The Memorial Association’s library holdings were even more disappointing. Most of the standard Masonic publications are re-works of Sydney Hayden’s Washington and his Masonic Compeers (1866). Only Julius F. Sachse’s Washington’s Masonic Correspondence (1915) attempted a systematic presentation. Of the scores of secondary articles available, 90 percent were cribbed from these standard works or were outright fiction. The best chronology of Washington’s Masonic activities and correspondence was found on a Masonic research website.

It was not until the Memorial Association’s 2014 Washington’s Birthday Symposium that my disappointments were challenged. One of that year’s speakers, Professor Scott Casper, innocently asked me what book he should read on Washington’s Masonic membership. After patiently listening to my long-winded rant, he responded that I was the obvious solution to my own problem. Stunned by such a charge, it took me a few months before I accepted this fact and set to work.

What did you learn and what are you hoping readers will learn from your book?

The book’s purpose is to gather all known evidence of George Washington’s membership in, and interaction with Freemasonry. By presenting all available evidence, it affirms his life-long membership in, and support of Freemasonry, while hopefully dispelling numerous misconception, tall-tales, and falsehoods. By contextualizing George Washington’s Masonic membership and, after 1778, his patronage of American Freemasonry, this book reveals how both Washington and Freemasonry grew and matured between 1752 and 1799. The book may be seen as a case study that supports both Gordon Wood’s The Radicalism of the American Revolution (1993) and Stephen Bullock’s Revolutionary Brotherhood: Freemasonry and the Transformation of the American Social Order, 1730-1840 (1996).

What surprised you the most in the process of writing your book?

That no scholar had ever done such research on George Washington. Nearly everything within the book had been identified over the last 150 years and yet no serious book on the subject had been written in nearly 70 years and the last major academic book on Washington and early American Freemasonry was Bullock’s “Revolutionary Brotherhood” over 25 years ago.

What’s your favorite anecdote from your book?

In late January 1800, Tobias Lear, the Washingtons’ private secretary, opened a letter from the Freemasons of Massachusetts addressed to the widow Martha Washington.
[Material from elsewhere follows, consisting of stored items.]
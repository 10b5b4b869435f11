//! Gemini API wire types
//!
//! Structs that mirror the Gemini `generateContent` JSON request and response.

use serde::{Deserialize, Serialize};
use serde_json::Value;

/// Top-level Gemini API response
#[derive(Deserialize, Debug)]
#[serde(rename_all = "camelCase")]
pub struct GeminiApiResponse {
    /// List of candidate responses from the model
    #[serde(default)]
    pub candidates: Vec<Candidate>,
    /// Optional feedback about the prompt (e.g., if it was blocked)
    #[serde(default)]
    pub prompt_feedback: Option<PromptFeedback>,
}

/// A single candidate response from the model
#[derive(Deserialize, Debug)]
#[serde(rename_all = "camelCase")]
pub struct Candidate {
    /// The content of this candidate (absent when generation was stopped early)
    #[serde(default)]
    pub content: Option<Content>,
    /// Why the model stopped generating (if applicable)
    #[serde(default)]
    pub finish_reason: Option<String>,
}

/// Content of a request or response turn
#[derive(Serialize, Deserialize, Debug, Clone)]
pub struct Content {
    /// Role of the content ("user" or "model")
    #[serde(default, skip_serializing_if = "Option::is_none")]
    pub role: Option<String>,
    /// List of content parts
    #[serde(default)]
    pub parts: Vec<Part>,
}

/// A single part of content: text, a function call, or a function response
#[derive(Serialize, Deserialize, Debug, Clone, Default)]
#[serde(rename_all = "camelCase")]
pub struct Part {
    /// Text content
    #[serde(default, skip_serializing_if = "Option::is_none")]
    pub text: Option<String>,
    /// Function call requested by the model
    #[serde(default, skip_serializing_if = "Option::is_none")]
    pub function_call: Option<FunctionCall>,
    /// Function result sent back to the model
    #[serde(default, skip_serializing_if = "Option::is_none")]
    pub function_response: Option<FunctionResponse>,
}

/// A function call emitted by the model
#[derive(Serialize, Deserialize, Debug, Clone)]
pub struct FunctionCall {
    /// Function name
    pub name: String,
    /// Arguments object
    #[serde(default)]
    pub args: Value,
}

/// A function result sent to the model
#[derive(Serialize, Deserialize, Debug, Clone)]
pub struct FunctionResponse {
    /// Function name
    pub name: String,
    /// Result object
    pub response: Value,
}

/// Feedback about the prompt (e.g., if it was blocked)
#[derive(Deserialize, Debug)]
#[serde(rename_all = "camelCase")]
pub struct PromptFeedback {
    /// Reason the prompt was blocked (if applicable)
    #[serde(default)]
    pub block_reason: Option<String>,
}

/// Request structure for Gemini API
#[derive(Serialize, Debug)]
#[serde(rename_all = "camelCase")]
pub struct GeminiApiRequest {
    /// Conversation turns
    pub contents: Vec<Content>,
    /// System instructions
    #[serde(skip_serializing_if = "Option::is_none")]
    pub system_instruction: Option<Content>,
    /// Tool declarations
    #[serde(skip_serializing_if = "Vec::is_empty")]
    pub tools: Vec<GeminiTool>,
}

/// Tool block of a request
#[derive(Serialize, Debug)]
#[serde(rename_all = "camelCase")]
pub struct GeminiTool {
    /// Functions the model may call
    pub function_declarations: Vec<FunctionDeclaration>,
}

/// A function the model may call
#[derive(Serialize, Debug)]
pub struct FunctionDeclaration {
    /// Function name
    pub name: String,
    /// What the function does
    pub description: String,
    /// JSON schema of the arguments
    pub parameters: Value,
}
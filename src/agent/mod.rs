//! Agents
//!
//! An agent pairs instructions and tools with a language model. Replies are
//! produced as a text stream: each model turn's text is yielded as it arrives,
//! and tool calls requested by the model are executed and fed back until the
//! model answers without calling a tool.

pub mod tool;

use std::collections::BTreeMap;
use std::pin::Pin;
use std::sync::Arc;

use futures_util::{Stream, StreamExt};
use serde::Serialize;
use serde_json::{json, Value};
use thiserror::Error;

use crate::llm::{
    ChatMessage, ContentPart, LanguageModel, LlmError, ModelRequest, Role, Turn, TurnRole,
};
use tool::{Tool, ToolInfo};

/// Tool rounds allowed before an agent gives up on a reply
pub const MAX_TOOL_ROUNDS: usize = 5;

/// Streamed reply text
pub type TextStream = Pin<Box<dyn Stream<Item = Result<String, AgentError>> + Send>>;

/// Errors raised while an agent produces a reply
#[derive(Error, Debug)]
pub enum AgentError {
    /// No user or assistant message to respond to
    #[error("At least one message is required")]
    EmptyConversation,

    /// The language model call failed
    #[error(transparent)]
    Model(#[from] LlmError),

    /// The model kept calling tools
    #[error("Agent exceeded {0} tool rounds without a final answer")]
    TooManyToolRounds(usize),
}

/// Agent description served by the framework API
#[derive(Debug, Clone, Serialize)]
#[serde(rename_all = "camelCase")]
pub struct AgentInfo {
    /// Display name
    pub name: String,
    /// System instructions
    pub instructions: String,
    /// Tools keyed by id
    pub tools: BTreeMap<String, ToolInfo>,
    /// Model provider
    pub provider: String,
    /// Model identifier
    pub model_id: String,
}

/// A conversational agent
pub struct Agent {
    name: String,
    instructions: String,
    model: Arc<dyn LanguageModel>,
    tools: Vec<Arc<dyn Tool>>,
}

impl Agent {
    /// Create an agent without tools
    pub fn new(
        name: impl Into<String>,
        instructions: impl Into<String>,
        model: Arc<dyn LanguageModel>,
    ) -> Self {
        Self {
            name: name.into(),
            instructions: instructions.into(),
            model,
            tools: Vec::new(),
        }
    }

    /// Give the agent a tool
    pub fn with_tool(mut self, tool: Arc<dyn Tool>) -> Self {
        self.tools.push(tool);
        self
    }

    /// Display name
    pub fn name(&self) -> &str {
        &self.name
    }

    /// Description for the framework API
    pub fn info(&self) -> AgentInfo {
        AgentInfo {
            name: self.name.clone(),
            instructions: self.instructions.clone(),
            tools: self
                .tools
                .iter()
                .map(|tool| (tool.id().to_string(), tool.info()))
                .collect(),
            provider: self.model.provider().to_string(),
            model_id: self.model.model_id().to_string(),
        }
    }

    /// Stream a reply to the conversation
    ///
    /// # Errors
    /// * `AgentError::EmptyConversation` if there is nothing to reply to.
    ///   Model and tool-loop failures surface as stream items and end the stream.
    pub fn stream(&self, messages: Vec<ChatMessage>) -> Result<TextStream, AgentError> {
        let request = self.build_request(messages)?;
        let model = self.model.clone();
        let tools = self.tools.clone();
        let agent_name = self.name.clone();

        let stream = async_stream::stream! {
            let mut request = request;
            let mut round = 0;

            loop {
                let response = match model.generate(&request).await {
                    Ok(response) => response,
                    Err(e) => {
                        yield Err(AgentError::from(e));
                        break;
                    }
                };

                for text in response.texts() {
                    if !text.is_empty() {
                        yield Ok::<String, AgentError>(text.to_string());
                    }
                }

                let calls: Vec<(String, Value)> = response
                    .tool_calls()
                    .map(|(name, args)| (name.to_string(), args.clone()))
                    .collect();

                if calls.is_empty() {
                    break;
                }

                if round == MAX_TOOL_ROUNDS {
                    yield Err(AgentError::TooManyToolRounds(MAX_TOOL_ROUNDS));
                    break;
                }
                round += 1;

                let mut results = Vec::with_capacity(calls.len());
                for (name, args) in calls {
                    let output = run_tool(&tools, &agent_name, &name, args).await;
                    results.push(ContentPart::ToolResult { name, response: output });
                }

                request.turns.push(Turn {
                    role: TurnRole::Model,
                    parts: response.parts,
                });
                request.turns.push(Turn {
                    role: TurnRole::User,
                    parts: results,
                });
            }
        };

        Ok(Box::pin(stream))
    }

    /// Produce the whole reply at once
    pub async fn generate(&self, messages: Vec<ChatMessage>) -> Result<String, AgentError> {
        let mut stream = self.stream(messages)?;
        let mut content = String::new();
        while let Some(chunk) = stream.next().await {
            content.push_str(&chunk?);
        }
        Ok(content)
    }

    fn build_request(&self, messages: Vec<ChatMessage>) -> Result<ModelRequest, AgentError> {
        let mut system_parts = vec![self.instructions.clone()];
        let mut turns = Vec::with_capacity(messages.len());

        for message in messages {
            match message.role {
                Role::System => system_parts.push(message.content),
                Role::User => turns.push(Turn::user_text(message.content)),
                Role::Assistant => turns.push(Turn::model_text(message.content)),
            }
        }

        if turns.is_empty() {
            return Err(AgentError::EmptyConversation);
        }

        let system_instruction = system_parts
            .into_iter()
            .filter(|part| !part.trim().is_empty())
            .collect::<Vec<_>>()
            .join("\n\n");

        Ok(ModelRequest {
            system_instruction: Some(system_instruction).filter(|s| !s.is_empty()),
            turns,
            tools: self.tools.iter().map(|tool| tool.declaration()).collect(),
        })
    }
}

/// Execute a tool call; failures are reported back to the model as `{ error }`
async fn run_tool(tools: &[Arc<dyn Tool>], agent_name: &str, name: &str, args: Value) -> Value {
    let Some(tool) = tools.iter().find(|tool| tool.id() == name) else {
        tracing::warn!(agent = %agent_name, tool = %name, "Model called an unknown tool");
        return json!({ "error": format!("Unknown tool: {}", name) });
    };

    tracing::debug!(agent = %agent_name, tool = %name, "Executing tool call");

    match tool.execute(args).await {
        Ok(output) => output,
        Err(e) => {
            tracing::warn!(agent = %agent_name, tool = %name, error = %e, "Tool call failed");
            json!({ "error": e.to_string() })
        }
    }
}
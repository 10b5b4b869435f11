//! Workflow result types

use std::collections::BTreeMap;

use serde::{Deserialize, Serialize};
use serde_json::Value;

/// Recorded result of a single step
#[derive(Debug, Clone, PartialEq, Serialize, Deserialize)]
#[serde(tag = "status", rename_all = "lowercase")]
pub enum StepResult {
    /// The step finished and produced an output
    Success {
        /// Step output
        output: Value,
    },
    /// The step failed; the run stopped here
    Failed {
        /// Error message
        error: String,
    },
    /// The step suspended the run
    Suspended {
        /// Data the step attached to the suspension
        #[serde(rename = "suspendPayload")]
        suspend_payload: Value,
    },
}

impl StepResult {
    /// Status reported for an active path ending at this step
    pub fn path_status(&self) -> PathStatus {
        match self {
            StepResult::Success { .. } => PathStatus::Completed,
            StepResult::Failed { .. } => PathStatus::Failed,
            StepResult::Suspended { .. } => PathStatus::Suspended,
        }
    }
}

/// Status of an active path
#[derive(Debug, Clone, Copy, PartialEq, Eq, Serialize, Deserialize)]
#[serde(rename_all = "lowercase")]
pub enum PathStatus {
    /// The run finished at this step
    Completed,
    /// The run is waiting at this step
    Suspended,
    /// The run stopped at this step with an error
    Failed,
}

/// Where a run ended up
#[derive(Debug, Clone, PartialEq, Serialize)]
#[serde(rename_all = "camelCase")]
pub struct ActivePath {
    /// Step the path ends at
    pub step_id: String,
    /// Status at that step
    pub status: PathStatus,
    /// Payload of a suspended step
    #[serde(skip_serializing_if = "Option::is_none")]
    pub suspend_payload: Option<Value>,
    /// Steps traversed, ending with `step_id`
    pub step_path: Vec<String>,
}

/// Outcome of a workflow run
#[derive(Debug, Clone, Serialize)]
#[serde(rename_all = "camelCase")]
pub struct WorkflowRunResult {
    /// Run identifier
    pub run_id: String,
    /// Results keyed by step id
    pub results: BTreeMap<String, StepResult>,
    /// Where the run stopped: the last step reached, with its completed, failed or suspended status
    pub active_paths: Vec<ActivePath>,
    /// Completion time, milliseconds since the Unix epoch
    pub timestamp: i64,
}

/// Step description served by the framework API
#[derive(Debug, Clone, Serialize)]
pub struct StepInfo {
    /// Step identifier
    pub id: String,
    /// What the step does
    pub description: String,
}

/// Workflow description served by the framework API
#[derive(Debug, Clone, Serialize)]
pub struct WorkflowInfo {
    /// Display name
    pub name: String,
    /// What the workflow does
    pub description: String,
    /// Steps in execution order
    pub steps: Vec<StepInfo>,
}
//! Workflow steps
//!
//! `WorkflowStep` is what workflow authors implement. `StepTask` adapts a step
//! to graph-flow's `Task`: it reads the trigger data and earlier outputs from
//! the graph-flow context, runs the step, records its `StepResult`, and picks
//! the next action (continue, end on failure, wait on suspension).

use std::collections::BTreeMap;
use std::sync::Arc;

use async_trait::async_trait;
use graph_flow::{Context, NextAction, Result as GraphFlowResult, Task, TaskResult};
use serde_json::Value;

use crate::workflow::constants::{step_result_key, OUTPUTS_KEY, TRIGGER_KEY};
use crate::workflow::types::StepResult;
use crate::workflow::WorkflowError;

/// What a step produced
#[derive(Debug, Clone, PartialEq)]
pub enum StepOutcome {
    /// Output handed to later steps
    Success(Value),
    /// Stop the run here, attaching a payload
    Suspend(Value),
}

/// Inputs visible to a step
#[derive(Debug, Clone, Default)]
pub struct StepContext {
    trigger_data: Value,
    outputs: BTreeMap<String, Value>,
}

impl StepContext {
    /// Create a context from trigger data and earlier outputs
    pub fn new(trigger_data: Value, outputs: BTreeMap<String, Value>) -> Self {
        Self {
            trigger_data,
            outputs,
        }
    }

    /// Data the run was started with
    pub fn trigger_data(&self) -> &Value {
        &self.trigger_data
    }

    /// Output of an earlier successful step
    pub fn step_output(&self, step_id: &str) -> Option<&Value> {
        self.outputs.get(step_id)
    }
}

/// A unit of work in a workflow
#[async_trait]
pub trait WorkflowStep: Send + Sync {
    /// Step identifier, unique within a workflow
    fn id(&self) -> &str;

    /// What the step does
    fn description(&self) -> &str;

    /// Run the step
    async fn execute(&self, context: &StepContext) -> Result<StepOutcome, WorkflowError>;
}

/// graph-flow task wrapping a workflow step
pub(crate) struct StepTask {
    step: Arc<dyn WorkflowStep>,
    is_last: bool,
}

impl StepTask {
    pub(crate) fn new(step: Arc<dyn WorkflowStep>, is_last: bool) -> Self {
        Self { step, is_last }
    }
}

#[async_trait]
impl Task for StepTask {
    fn id(&self) -> &str {
        self.step.id()
    }

    async fn run(&self, context: Context) -> GraphFlowResult<TaskResult> {
        let step_id = self.step.id();
        let trigger_data: Value = context.get(TRIGGER_KEY).await.unwrap_or(Value::Null);
        let mut outputs: BTreeMap<String, Value> =
            context.get(OUTPUTS_KEY).await.unwrap_or_default();

        tracing::debug!(step_id = %step_id, "Executing workflow step");

        let step_context = StepContext::new(trigger_data, outputs.clone());
        let (result, next_action) = match self.step.execute(&step_context).await {
            Ok(StepOutcome::Success(output)) => {
                outputs.insert(step_id.to_string(), output.clone());
                context.set(OUTPUTS_KEY, outputs).await;
                let next = if self.is_last {
                    NextAction::End
                } else {
                    NextAction::Continue
                };
                (StepResult::Success { output }, next)
            }
            Ok(StepOutcome::Suspend(payload)) => {
                tracing::debug!(step_id = %step_id, "Workflow step suspended");
                (
                    StepResult::Suspended {
                        suspend_payload: payload,
                    },
                    NextAction::WaitForInput,
                )
            }
            Err(e) => {
                tracing::warn!(step_id = %step_id, error = %e, "Workflow step failed");
                (
                    StepResult::Failed {
                        error: e.to_string(),
                    },
                    NextAction::End,
                )
            }
        };

        context.set(step_result_key(step_id), result).await;

        Ok(TaskResult::new(None, next_action))
    }
}
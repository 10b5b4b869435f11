//! Request body validation
//!
//! Bodies are read as raw bytes so that undecodable JSON and schema violations
//! produce distinct 400 messages: "Invalid JSON payload" for the former, the
//! schema's issue messages joined with ", " for the latter.

use serde::Deserialize;
use serde_json::Value;

use crate::error::AppError;

/// A request body shape with its own validation messages
pub trait RequestSchema: Sized {
    /// Validate a decoded JSON value, collecting every issue found
    fn from_json(value: &Value) -> Result<Self, Vec<String>>;
}

/// Decode and validate a request body
///
/// # Errors
/// * `AppError::InvalidJson` if the body is not JSON
/// * `AppError::Validation` with the joined issue messages otherwise
pub fn parse_request_body<T: RequestSchema>(body: &[u8]) -> Result<T, AppError> {
    let value: Value = serde_json::from_slice(body).map_err(|_| AppError::InvalidJson)?;
    T::from_json(&value).map_err(|issues| AppError::Validation(issues.join(", ")))
}

/// Read a required, non-empty string field
///
/// Missing fields, non-strings and empty strings all report `message`.
pub fn required_string(
    object: &serde_json::Map<String, Value>,
    field: &str,
    message: &str,
    issues: &mut Vec<String>,
) -> Option<String> {
    match object.get(field).and_then(Value::as_str) {
        Some(value) if !value.is_empty() => Some(value.to_string()),
        _ => {
            issues.push(message.to_string());
            None
        }
    }
}

fn expect_object(value: &Value) -> Result<&serde_json::Map<String, Value>, Vec<String>> {
    value
        .as_object()
        .ok_or_else(|| vec!["Expected object".to_string()])
}

/// Body of `POST /agents/weather`
#[derive(Debug, Clone, PartialEq)]
pub struct AgentChatRequest {
    /// User message
    pub message: String,
}

impl RequestSchema for AgentChatRequest {
    fn from_json(value: &Value) -> Result<Self, Vec<String>> {
        let object = expect_object(value)?;
        let mut issues = Vec::new();
        let message = required_string(object, "message", "Message is required", &mut issues);
        match message {
            Some(message) if issues.is_empty() => Ok(Self { message }),
            _ => Err(issues),
        }
    }
}

/// Body of `POST /workflows/weather`
#[derive(Debug, Clone, PartialEq)]
pub struct WorkflowRequest {
    /// City to plan for
    pub city: String,
}

impl RequestSchema for WorkflowRequest {
    fn from_json(value: &Value) -> Result<Self, Vec<String>> {
        let object = expect_object(value)?;
        let mut issues = Vec::new();
        let city = required_string(object, "city", "City is required", &mut issues);
        match city {
            Some(city) if issues.is_empty() => Ok(Self { city }),
            _ => Err(issues),
        }
    }
}

/// Messages accepted by the generate endpoint: a bare string or a chat list
#[derive(Debug, Clone, Deserialize)]
#[serde(untagged)]
pub enum MessagesInput {
    /// A single user message
    Text(String),
    /// A full conversation
    Messages(Vec<crate::llm::ChatMessage>),
}

/// Body of `POST /api/agents/:agentId/generate`
#[derive(Debug, Clone, Deserialize)]
pub struct GenerateRequest {
    /// Conversation to respond to
    pub messages: MessagesInput,
}

impl RequestSchema for GenerateRequest {
    fn from_json(value: &Value) -> Result<Self, Vec<String>> {
        expect_object(value)?;
        if value.get("messages").is_none() {
            return Err(vec!["Messages are required".to_string()]);
        }
        GenerateRequest::deserialize(value).map_err(|_| {
            vec!["Messages must be a string or a list of { role, content } objects".to_string()]
        })
    }
}

impl GenerateRequest {
    /// Normalize into a chat list
    pub fn into_messages(self) -> Vec<crate::llm::ChatMessage> {
        match self.messages {
            MessagesInput::Text(text) => vec![crate::llm::ChatMessage::user(text)],
            MessagesInput::Messages(messages) => messages,
        }
    }
}
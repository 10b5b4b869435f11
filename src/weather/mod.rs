//! Weather lookups
//!
//! Geocoding plus current conditions and daily outlook from Open-Meteo, and the
//! `get-weather` tool agents use.

pub mod client;
pub mod conditions;
pub mod error;
pub mod tool;
pub mod types;

pub use client::WeatherClient;
pub use conditions::weather_condition;
pub use error::WeatherError;
pub use tool::WeatherTool;
pub use types::{DailyForecast, WeatherSnapshot};
//! The `get-weather` tool

use std::sync::Arc;

use async_trait::async_trait;
use serde::Deserialize;
use serde_json::{json, Value};

use crate::agent::tool::{Tool, ToolError};
use crate::weather::WeatherClient;

/// Tool identifier shown to the model
pub const WEATHER_TOOL_ID: &str = "get-weather";

#[derive(Deserialize)]
struct WeatherToolInput {
    location: String,
}

/// Current weather lookup for a city name
pub struct WeatherTool {
    client: Arc<WeatherClient>,
}

impl WeatherTool {
    /// Create the tool on top of a weather client
    pub fn new(client: Arc<WeatherClient>) -> Self {
        Self { client }
    }
}

#[async_trait]
impl Tool for WeatherTool {
    fn id(&self) -> &str {
        WEATHER_TOOL_ID
    }

    fn description(&self) -> &str {
        "Get current weather for a location"
    }

    fn input_schema(&self) -> Value {
        json!({
            "type": "object",
            "properties": {
                "location": { "type": "string", "description": "City name" }
            },
            "required": ["location"]
        })
    }

    fn output_schema(&self) -> Value {
        json!({
            "type": "object",
            "properties": {
                "temperature": { "type": "number" },
                "feelsLike": { "type": "number" },
                "humidity": { "type": "number" },
                "windSpeed": { "type": "number" },
                "windGust": { "type": "number" },
                "conditions": { "type": "string" },
                "location": { "type": "string" }
            },
            "required": ["temperature", "feelsLike", "humidity", "windSpeed", "windGust", "conditions", "location"]
        })
    }

    async fn execute(&self, input: Value) -> Result<Value, ToolError> {
        let input: WeatherToolInput =
            serde_json::from_value(input).map_err(|e| ToolError::InvalidInput(e.to_string()))?;

        let snapshot = self
            .client
            .current_weather(&input.location)
            .await
            .map_err(|e| ToolError::Failed(e.to_string()))?;

        serde_json::to_value(snapshot).map_err(|e| ToolError::Failed(e.to_string()))
    }
}
//! Agent and workflow registry
//!
//! Names the agents and workflows the HTTP layer can reach.

use std::collections::BTreeMap;
use std::sync::Arc;

use tokio::time::Duration;

use crate::agent::Agent;
use crate::config::Config;
use crate::llm::LanguageModel;
use crate::weather::{WeatherClient, WeatherTool};
use crate::workflow::weather::{weather_workflow, PLANNER_INSTRUCTIONS};
use crate::workflow::{Workflow, WorkflowError};

/// Registry id of the weather agent
pub const WEATHER_AGENT_ID: &str = "weatherAgent";

/// Registry id of the weather workflow
pub const WEATHER_WORKFLOW_ID: &str = "weatherWorkflow";

/// Instructions for the weather agent
pub const WEATHER_AGENT_INSTRUCTIONS: &str = "You are a helpful weather assistant that provides accurate weather information.

Your primary function is to help users get weather details for specific locations. When responding:
- Always ask for a location if none is provided
- If the location name isn't in English, please translate it
- If giving a location with multiple parts (e.g. \"New York, NY\"), use the most relevant part (e.g. \"New York\")
- Include relevant details like humidity, wind conditions, and precipitation
- Keep responses concise but informative

Use the get-weather tool to fetch current weather data.";

/// Named agents and workflows
#[derive(Default)]
pub struct Registry {
    agents: BTreeMap<String, Arc<Agent>>,
    workflows: BTreeMap<String, Arc<Workflow>>,
}

impl Registry {
    /// Create an empty registry
    pub fn new() -> Self {
        Self::default()
    }

    /// Register an agent under an id
    pub fn with_agent(mut self, id: impl Into<String>, agent: Agent) -> Self {
        self.agents.insert(id.into(), Arc::new(agent));
        self
    }

    /// Register a workflow under an id
    pub fn with_workflow(mut self, id: impl Into<String>, workflow: Workflow) -> Self {
        self.workflows.insert(id.into(), Arc::new(workflow));
        self
    }

    /// Build the weather agent and workflow on top of a language model
    pub fn weather(
        config: &Config,
        http_client: reqwest::Client,
        model: Arc<dyn LanguageModel>,
    ) -> Result<Self, WorkflowError> {
        let weather_client = Arc::new(WeatherClient::new(http_client, &config.weather));

        let weather_agent = Agent::new("Weather Agent", WEATHER_AGENT_INSTRUCTIONS, model.clone())
            .with_tool(Arc::new(WeatherTool::new(weather_client.clone())));

        let planner = Arc::new(Agent::new(
            "Activity Planner",
            PLANNER_INSTRUCTIONS,
            model,
        ));
        let workflow = weather_workflow(
            weather_client,
            planner,
            Duration::from_secs(config.execution.workflow_timeout_secs),
        )?;

        Ok(Self::new()
            .with_agent(WEATHER_AGENT_ID, weather_agent)
            .with_workflow(WEATHER_WORKFLOW_ID, workflow))
    }

    /// Look up an agent
    pub fn agent(&self, id: &str) -> Option<&Arc<Agent>> {
        self.agents.get(id)
    }

    /// All agents, keyed by id
    pub fn agents(&self) -> &BTreeMap<String, Arc<Agent>> {
        &self.agents
    }

    /// Look up a workflow
    pub fn workflow(&self, id: &str) -> Option<&Arc<Workflow>> {
        self.workflows.get(id)
    }

    /// All workflows, keyed by id
    pub fn workflows(&self) -> &BTreeMap<String, Arc<Workflow>> {
        &self.workflows
    }
}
In it, John Warren, Paul Revere, and Josiah Bartlett informed her of their resolve to commission a gold urn that would hold a lock of General Washington’s hair. They hoped that Mrs. Washington would grant their request “that it be preserved with the jewels of the society.” Responding for the widow, Tobias Lear did indeed enclose a lock of Washington’s hair and wrote, “Mrs. Washington begs me to assure you that she views with gratitude the tribute of respect and affection paid to the memory of her dear deceased husband.”

The lock of hair arrived in Massachusetts before February 11, 1800; on that date it was then carried within a large marble urn in solemn procession through the streets of Boston. Like Freemasons throughout the nation, the Massachusetts brethren held a special meeting to render “funeral honors” for their departed brother. Within the next two years Paul Revere cast a solid gold urn for the hair. As promised, it remains “with the jewels of the society” to this day.

What’s next?

Next month, I am publishing the Almanac of American Freemasonry, 2 volumes: 1730-1774, 1775-1799. These two books provide a detailed account of every known Masonic activity, lodge, and publication in North America. I am also working on a short history of the George Washington Masonic National Memorial Association which was founded in 1910 and built the George Washington Masonic National Memorial between 1922 and 1932.